Trying to get the First Amendment to apply in Las Vegas, where the autocratic hand of the entrepreneur is everywhere:
Here is how it works: The city of Las Vegas lost the Fremont Street Experience case in a 9th District Court of Appeals ruling in 2003. But the city then rewrote its ordinance to essentially accomplish the same goal of limiting the 1st Amendment under the Fremont Street Experience canopy. The ACLU took the new ordinance to court and everything started all over. In 2006, the case, now nearly a decade old, required yet another 9th District Court of Appeals ruling. As with the previous ordinances, Las Vegas again lost. And this still isn't over. Las Vegas and Mayor Oscar Goodman have not given up believing that an ordinance can be crafted that allows the goal of keeping undesirables from irritating tourists under the canopy without violating the 1st Amendment. The ACLU still believes this to be impossible.
At the core of this dispute (as with the one between the Venetian and the union) is the question of whether there is any way in which a public thoroughfare pedestrian space can be considered private property where the 1st Amendment does not apply. For years and years this argument has been rejected by federal courts.
As with most things that have a serious side, there is also a ridiculous one. Well, not entirely ridiculous as a lady is in jail. Today, Las Vegas Review Journal reports the story of Diana Bickel, who was unhappy with the service she received from Tower of Jewels, a local jewelry store. Bickel decided to stand on the sidewalk in front of the store with a sign reading "I have a problem with Tower of Jewels." Now she is in jail for two days. How can that have happened in the land of the free?

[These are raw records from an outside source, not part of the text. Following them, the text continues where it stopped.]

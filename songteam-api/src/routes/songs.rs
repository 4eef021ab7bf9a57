/// Song endpoints
///
/// # Endpoints
///
/// - `POST /v1/songs/generate` - Spend a credit and start generating a song
/// - `GET /v1/songs/:id` - Poll a song's status
/// - `GET /v1/teams/:id/songs` - A team's songs, newest first
/// - `GET /v1/genres` - Genres a song can be generated in
///
/// # Generation Flow
///
/// ```text
/// POST /v1/songs/generate
///   ├─> BEGIN
///   │     membership, lock team, balance >= 1
///   │     unused accomplishments in the week window
///   │     INSERT song (pending) -> consume credit -> claim accomplishments
///   │     pending -> generating
///   ├─> COMMIT
///   ├─> spawn_generation (detached)
///   └─> 202 { song_id, status: "generating" }
/// ```
///
/// Nothing is written unless every step succeeds; a team with no credits
/// gets a 402 before any row is touched.

use crate::{
    app::AppState,
    error::{ApiError, ApiResult, ValidationErrorDetail},
};
use axum::{
    extract::{Path, Query, State},
    http::StatusCode,
    Extension, Json,
};
use chrono::{DateTime, Days, NaiveDate, Utc};
use serde::{Deserialize, Serialize};
use songteam_shared::{
    auth::{
        authorization::{require_membership, AuthzError},
        middleware::AuthContext,
    },
    genre::Genre,
    ledger::{self, LedgerError},
    models::{
        accomplishment::Accomplishment,
        song::{CreateSong, Song, SongStatus},
        team::Team,
    },
};
use songteam_worker::pipeline::{spawn_generation, GenerationJob};
use uuid::Uuid;

const MAX_TITLE_LEN: usize = 200;
const DEFAULT_LIST_LIMIT: i64 = 50;
const MAX_LIST_LIMIT: i64 = 200;

/// Generate song request
///
/// Dates are `YYYY-MM-DD`. Accomplishments created from the start of
/// `week_start_date` up to the end of `week_end_date` (UTC) go into the song.
#[derive(Debug, Deserialize)]
pub struct GenerateSongRequest {
    pub team_id: Uuid,
    pub genre: String,
    pub week_start_date: String,
    pub week_end_date: String,

    /// Defaults to "<Genre label> Song"
    pub title: Option<String>,
}

/// Generate song response
#[derive(Debug, Serialize)]
pub struct GenerateSongResponse {
    pub song_id: Uuid,
    pub status: SongStatus,
    pub message: String,

    /// Balance after the credit was spent
    pub credits_remaining: i32,
}

#[derive(Debug, Default, Deserialize)]
pub struct ListSongsQuery {
    pub limit: Option<i64>,
}

#[derive(Debug, Serialize)]
pub struct ListSongsResponse {
    pub songs: Vec<Song>,
}

#[derive(Debug, Serialize)]
pub struct GenreInfo {
    pub id: &'static str,
    pub label: &'static str,
    pub emoji: &'static str,
}

#[derive(Debug, Serialize)]
pub struct ListGenresResponse {
    pub genres: Vec<GenreInfo>,
}

/// Validated form of [`GenerateSongRequest`]
#[derive(Debug, Clone, PartialEq)]
struct SongParams {
    genre: Genre,
    week_start: NaiveDate,
    week_end: NaiveDate,
    title: String,
}

fn invalid(field: &str, message: impl Into<String>) -> ValidationErrorDetail {
    ValidationErrorDetail {
        field: field.to_string(),
        message: message.into(),
    }
}

impl GenerateSongRequest {
    fn params(&self) -> Result<SongParams, ApiError> {
        let mut errors = Vec::new();

        let genre = self
            .genre
            .trim()
            .to_lowercase()
            .parse::<Genre>()
            .map_err(|e| errors.push(invalid("genre", e.to_string())))
            .ok();

        let week_start = NaiveDate::parse_from_str(self.week_start_date.trim(), "%Y-%m-%d")
            .map_err(|_| errors.push(invalid("week_start_date", "Expected a date (YYYY-MM-DD)")))
            .ok();

        let week_end = NaiveDate::parse_from_str(self.week_end_date.trim(), "%Y-%m-%d")
            .map_err(|_| errors.push(invalid("week_end_date", "Expected a date (YYYY-MM-DD)")))
            .ok();

        if let (Some(start), Some(end)) = (week_start, week_end) {
            if end < start {
                errors.push(invalid(
                    "week_end_date",
                    "week_end_date must not be before week_start_date",
                ));
            }
        }

        let title = self
            .title
            .as_deref()
            .map(str::trim)
            .filter(|t| !t.is_empty())
            .map(str::to_string);

        if title.as_ref().is_some_and(|t| t.chars().count() > MAX_TITLE_LEN) {
            errors.push(invalid(
                "title",
                format!("Title must be at most {} characters", MAX_TITLE_LEN),
            ));
        }

        match (genre, week_start, week_end) {
            (Some(genre), Some(week_start), Some(week_end)) if errors.is_empty() => {
                Ok(SongParams {
                    genre,
                    week_start,
                    week_end,
                    title: title.unwrap_or_else(|| genre.default_title()),
                })
            }
            _ => Err(ApiError::ValidationError(errors)),
        }
    }
}

/// `[week_start 00:00 UTC, week_end + 1 day 00:00 UTC)`
pub fn accomplishment_window(
    week_start: NaiveDate,
    week_end: NaiveDate,
) -> Option<(DateTime<Utc>, DateTime<Utc>)> {
    let from = week_start.and_hms_opt(0, 0, 0)?.and_utc();
    let until = week_end
        .checked_add_days(Days::new(1))?
        .and_hms_opt(0, 0, 0)?
        .and_utc();
    Some((from, until))
}

/// Start generating a song
///
/// # Endpoint
///
/// ```text
/// POST /v1/songs/generate
/// Authorization: Bearer <jwt_token>
///
/// {
///   "team_id": "uuid",
///   "genre": "rap",
///   "week_start_date": "2025-01-06",
///   "week_end_date": "2025-01-12",
///   "title": "Ship It"
/// }
/// ```
///
/// # Response (202)
///
/// ```json
/// {
///   "song_id": "uuid",
///   "status": "generating",
///   "message": "Song generation started",
///   "credits_remaining": 3
/// }
/// ```
///
/// # Errors
///
/// - `400 Bad Request`: Unknown genre, bad dates, or no unused
///   accomplishments in the window
/// - `402 Payment Required`: No credits left
/// - `403 Forbidden`: Caller is not a member
pub async fn generate_song(
    State(state): State<AppState>,
    Extension(auth): Extension<AuthContext>,
    Json(req): Json<GenerateSongRequest>,
) -> ApiResult<(StatusCode, Json<GenerateSongResponse>)> {
    let mut tx = state.db.begin().await?;

    require_membership(&mut *tx, req.team_id, auth.user_id).await?;

    let params = req.params()?;
    let (from, until) = accomplishment_window(params.week_start, params.week_end)
        .ok_or_else(|| ApiError::BadRequest("Date range is out of bounds".to_string()))?;

    let team = Team::lock_for_update(&mut tx, req.team_id)
        .await?
        .ok_or_else(|| ApiError::NotFound("Team not found".to_string()))?;

    if !team.has_credits() {
        return Err(LedgerError::InsufficientCredits {
            team_id: team.id,
            balance: team.song_credits_remaining,
        }
        .into());
    }

    let accomplishments =
        Accomplishment::find_unused_in_window(&mut *tx, team.id, from, until).await?;

    if accomplishments.is_empty() {
        return Err(ApiError::BadRequest(
            "No accomplishments found for the selected period".to_string(),
        ));
    }

    let song = Song::create(
        &mut *tx,
        CreateSong {
            team_id: team.id,
            created_by_user_id: auth.user_id,
            title: params.title,
            genre: params.genre,
            week_start_date: params.week_start,
            week_end_date: params.week_end,
        },
    )
    .await?;

    let credits_remaining = ledger::consume_in(&mut tx, team.id, auth.user_id, song.id).await?;

    let ids: Vec<Uuid> = accomplishments.iter().map(|a| a.id).collect();
    let claimed = Accomplishment::mark_used(&mut *tx, &ids, song.id).await?;
    if claimed != ids.len() as u64 {
        // Dropping the transaction rolls everything back, credit included
        return Err(ApiError::InternalError(format!(
            "Claimed {} of {} accomplishments for song {}",
            claimed,
            ids.len(),
            song.id
        )));
    }

    if !Song::mark_generating(&mut *tx, song.id).await? {
        return Err(ApiError::InternalError(format!(
            "Song {} left pending before generation started",
            song.id
        )));
    }

    tx.commit().await?;

    tracing::info!(
        song_id = %song.id,
        team_id = %team.id,
        user_id = %auth.user_id,
        genre = params.genre.as_str(),
        accomplishments = ids.len(),
        credits_remaining,
        "Song generation started"
    );

    let job = GenerationJob {
        song_id: song.id,
        team_id: team.id,
        team_name: team.name,
        genre: params.genre,
        week_start: params.week_start,
        week_end: params.week_end,
        accomplishments: accomplishments.into_iter().map(|a| a.text).collect(),
    };

    // Detached: the client polls GET /v1/songs/:id for the outcome
    spawn_generation(
        job,
        state.generator.clone(),
        state.store.clone(),
        state.generation_timeout,
    );

    Ok((
        StatusCode::ACCEPTED,
        Json(GenerateSongResponse {
            song_id: song.id,
            status: SongStatus::Generating,
            message: "Song generation started".to_string(),
            credits_remaining,
        }),
    ))
}

/// Get a song
///
/// Members of the song's team only. Unknown songs and songs of other teams
/// are both 404, so ids can't be probed.
pub async fn get_song(
    State(state): State<AppState>,
    Extension(auth): Extension<AuthContext>,
    Path(song_id): Path<Uuid>,
) -> ApiResult<Json<Song>> {
    let not_found = || ApiError::NotFound("Song not found".to_string());

    let song = Song::find_by_id(&state.db, song_id)
        .await?
        .ok_or_else(not_found)?;

    require_membership(&state.db, song.team_id, auth.user_id)
        .await
        .map_err(|e| match e {
            AuthzError::NotMember(_) => not_found(),
            other => other.into(),
        })?;

    Ok(Json(song))
}

/// List a team's songs
pub async fn list_team_songs(
    State(state): State<AppState>,
    Extension(auth): Extension<AuthContext>,
    Path(team_id): Path<Uuid>,
    Query(query): Query<ListSongsQuery>,
) -> ApiResult<Json<ListSongsResponse>> {
    require_membership(&state.db, team_id, auth.user_id).await?;

    let limit = query
        .limit
        .unwrap_or(DEFAULT_LIST_LIMIT)
        .clamp(1, MAX_LIST_LIMIT);
    let songs = Song::list_by_team(&state.db, team_id, limit).await?;

    Ok(Json(ListSongsResponse { songs }))
}

/// List genres
pub async fn list_genres() -> Json<ListGenresResponse> {
    Json(ListGenresResponse {
        genres: Genre::ALL
            .iter()
            .map(|g| GenreInfo {
                id: g.as_str(),
                label: g.label(),
                emoji: g.emoji(),
            })
            .collect(),
    })
}
/// API route handlers
///
/// This module contains all route handlers organized by resource:
///
/// - `health`: Health check endpoint
/// - `teams`: Team creation, join codes and membership
/// - `accomplishments`: Logging the wins songs are written from
/// - `songs`: Song generation and status
/// - `credits`: Balance and ledger history
/// - `billing`: Stripe checkout and webhook
/// - `admin`: Manual credit grants

pub mod accomplishments;
pub mod admin;
pub mod billing;
pub mod credits;
pub mod health;
pub mod songs;
pub mod teams;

Well, Tower of Jewels used the familiar claim that it owned the sidewalk in front of the store. And, despite all of the cases that preceded this one, District Judge Susan Johnson agreed with Tower of Jewels. The judge issued a preliminary injunction against Bickel. Even then the resourceful Bickel did not back down. Obeying traffic lights and staying in the crosswalk, Bickel marched back and forth across the street with her sign. Apparently, that was enough for Judge Johnson to throw Bickel in jail for contempt for two days, along with a $500 fine.
The Review-Journal, by the way, conveniently quotes the 2003 9th District Court of Appeals ruling on how public and private space should be distinguished in Las Vegas, and the guideline does not focus on ownership for 1st Amendment issues:
"Factors considered in determining whether an area constitutes a traditional public forum for 1st Amendment purposes are: 1. the actual use of the property, particularly the status as a public thoroughfare and availability of free public access to the area; 2. the area's physical characteristics, including its location and the existence of clear boundaries delimiting the area; and 3. traditional or historic use of both the property in question and other similar properties."
Obviously this is written in judicial language, but if you read 1-3 again with a sidewalk in front of a store in mind or a crosswalk at an intersection you will understand why the ACLU attorney Allen Lichtenstein has leaped to Bickel's defense, telling the Review-Journal, "This is an issue that obviously goes beyond these two parties."